Work instructions: Search the listing for the word "Debug" and return each line that contains it.

Given records:
◇ ◇ ◇

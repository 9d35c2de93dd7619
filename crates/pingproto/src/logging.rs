use clap::ValueEnum;

#[derive(Copy, Clone, Debug, ValueEnum)]
pub enum LogLevel {
    Error,
    Warn,
    Info,
    Debug,
    Trace,
}

impl LogLevel {
    pub fn as_filter(self) -> tracing::level_filters::LevelFilter {
        match self {
            LogLevel::Error => tracing::level_filters::LevelFilter::ERROR,
            LogLevel::Warn => tracing::level_filters::LevelFilter::WARN,
            LogLevel::Info => tracing::level_filters::LevelFilter::INFO,
            LogLevel::Debug => tracing::level_filters::LevelFilter::DEBUG,
            LogLevel::Trace => tracing::level_filters::LevelFilter::TRACE,
        }
    }
}

pub fn init_logging(level: LogLevel, json: bool) {
    let builder = tracing_subscriber::fmt()
        .with_writer(std::io::stderr)
        .with_max_level(level.as_filter())
        .with_ansi(false)
        .with_target(false);

    if json {
        let _ = builder.json().try_init();
    } else {
        let _ = builder.try_init();
    }
}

◇ ◇ ◇

Answer space:
#[derive(Copy, Clone, Debug, ValueEnum)]
    Debug,
            LogLevel::Debug => tracing::level_filters::LevelFilter::DEBUG,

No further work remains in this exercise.